Israeli Sweet Potato and Tahini Soup
A creamy and comforting vegan soup featuring the natural sweetness of sweet potatoes blended with the nutty richness of tahini, infused with warming spices.

🧂 Ingredients
- 1 kg Sweet potatoes(peeled and cubed)
- 1 large Yellow onion(chopped)
- 3 cloves Garlic(minced)
- 1 inch piece Ginger(fresh, grated)
- 6 cups Vegetable broth
- 1/2 cup Tahini
- 1 tsp Cumin
- 1 tsp Coriander
- 1/2 tsp Turmeric
- 1/4 tsp Cinnamon
- 2 tbsp Olive oil
- to taste Salt
- to taste Black pepper
- 2 tbsp Lemon juice(freshly squeezed, optional for serving)

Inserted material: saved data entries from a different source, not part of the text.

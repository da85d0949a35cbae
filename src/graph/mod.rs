//! Knowledge graph module: the labeled digraph, its construction and export.
//!
//! Nodes are keyed by label through a [`NodeKeyPolicy`]; at most one edge
//! exists per (subject, object) pair.

pub mod builder;
pub mod export;
mod traversal;

pub use builder::{BuildOptions, BuildOutcome, BuildStats, DiscoveredRelations, GraphBuilder};
pub use export::{GraphDocument, GraphSink, JsonFileSink};
pub use traversal::depths_from;

use serde::{Deserialize, Serialize};
use std::collections::{HashMap, HashSet};

/// How a label maps to a node identity
#[derive(Debug, Clone, Copy, Default, PartialEq, Eq, Deserialize)]
#[serde(rename_all = "snake_case")]
pub enum NodeKeyPolicy {
    /// Byte-for-byte label equality
    #[default]
    ExactLabel,
    /// Trimmed, lowercased, inner whitespace collapsed
    Normalized,
}

impl NodeKeyPolicy {
    pub fn key(&self, label: &str) -> String {
        match self {
            NodeKeyPolicy::ExactLabel => label.to_string(),
            NodeKeyPolicy::Normalized => label
                .split_whitespace()
                .collect::<Vec<_>>()
                .join(" ")
                .to_lowercase(),
        }
    }
}

/// How objects are produced for a (subject, relation) pair
#[derive(Debug, Clone, Copy, Default, PartialEq, Eq, Deserialize)]
#[serde(rename_all = "snake_case")]
pub enum ObjectStrategy {
    /// One generation with the relation label
    #[default]
    Direct,
    /// One generation per relation phrasing; keep objects enough phrasings agree on
    Consensus,
}

/// A single edge in the knowledge graph (subject --relation--> object).
#[derive(Debug, Clone, PartialEq, Eq, Serialize, Deserialize)]
pub struct Edge {
    pub subject: String,
    pub relation: String,
    pub object: String,
}

#[derive(Debug, Clone, Default)]
pub struct KnowledgeGraph {
    key_policy: NodeKeyPolicy,
    /// Display labels in insertion order; the first label seen for a key wins
    nodes: Vec<String>,
    node_index: HashMap<String, usize>,
    edges: Vec<Edge>,
    edge_index: HashSet<(usize, usize)>,
}

impl KnowledgeGraph {
    pub fn new(key_policy: NodeKeyPolicy) -> Self {
        Self {
            key_policy,
            ..Self::default()
        }
    }

    fn index_of(&self, label: &str) -> Option<usize> {
        self.node_index.get(&self.key_policy.key(label)).copied()
    }

    fn ensure_node(&mut self, label: &str) -> usize {
        let key = self.key_policy.key(label);
        if let Some(&idx) = self.node_index.get(&key) {
            return idx;
        }
        let idx = self.nodes.len();
        self.nodes.push(label.to_string());
        self.node_index.insert(key, idx);
        idx
    }

    /// Add a node; returns false if it already existed
    pub fn add_node(&mut self, label: &str) -> bool {
        if self.has_node(label) {
            return false;
        }
        self.ensure_node(label);
        true
    }

    pub fn has_node(&self, label: &str) -> bool {
        self.index_of(label).is_some()
    }

    /// Stored display label for whatever node `label` maps to
    pub fn canonical(&self, label: &str) -> Option<&str> {
        self.index_of(label).map(|idx| self.nodes[idx].as_str())
    }

    pub fn has_edge(&self, subject: &str, object: &str) -> bool {
        match (self.index_of(subject), self.index_of(object)) {
            (Some(s), Some(o)) => self.edge_index.contains(&(s, o)),
            _ => false,
        }
    }

    /// Add `subject --relation--> object`, creating missing nodes.
    ///
    /// Returns false and changes nothing if the pair is already connected.
    pub fn add_edge(&mut self, subject: &str, object: &str, relation: &str) -> bool {
        if self.has_edge(subject, object) {
            return false;
        }
        let s = self.ensure_node(subject);
        let o = self.ensure_node(object);
        self.edge_index.insert((s, o));
        self.edges.push(Edge {
            subject: self.nodes[s].clone(),
            relation: relation.to_string(),
            object: self.nodes[o].clone(),
        });
        true
    }

    pub fn nodes(&self) -> &[String] {
        &self.nodes
    }

    pub fn edges(&self) -> &[Edge] {
        &self.edges
    }

    pub fn node_count(&self) -> usize {
        self.nodes.len()
    }

    pub fn edge_count(&self) -> usize {
        self.edges.len()
    }

    /// Outgoing edges of a node
    pub fn edges_from<'a>(&'a self, subject: &str) -> impl Iterator<Item = &'a Edge> + 'a {
        let subject = self.canonical(subject).map(str::to_string);
        self.edges
            .iter()
            .filter(move |e| Some(e.subject.as_str()) == subject.as_deref())
    }
}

- for garnish optional Toasted sesame seeds
- for garnish optional Fresh parsley or cilantro
👨🍳 Instructions
- 1
Heat olive oil in a large pot or Dutch oven over medium heat.
- 2
Add the chopped onion and sauté until softened, about 5-7 minutes.
- 3
Add the minced garlic and grated ginger, and cook for another minute until fragrant.
- 4
Stir in the cumin, coriander, turmeric, and cinnamon. Cook for 30 seconds, stirring constantly.
- 5
Add the cubed sweet potatoes and vegetable broth to the pot. Bring to a boil, then reduce heat, cover, and simmer for 20-25 minutes, or until sweet potatoes are very tender.
- 6
Remove the pot from heat. Carefully use an immersion blender to blend the soup until smooth. Alternatively, transfer the soup in batches to a regular blender and blend until smooth.
- 7
Stir in the tahini until well combined. Season with salt and pepper to taste.
- 8
If the soup is too thick, add a little more vegetable broth or water to reach desired consistency.
- 9
Serve hot, garnished with a drizzle of lemon juice, toasted sesame seeds, and fresh herbs, if desired.
💡 Pro Tips
- ✓For a deeper flavor, roast the sweet potatoes before cubing and adding them to the soup.
- ✓Ensure the tahini is well-stirred before adding it to the soup.
- ✓Adjust the spices to your preference.
🔄 Variations
- Add a pinch of chili flakes for a spicy version.
- Stir in a tablespoon of maple syrup for extra sweetness.
- Top with roasted chickpeas for added texture.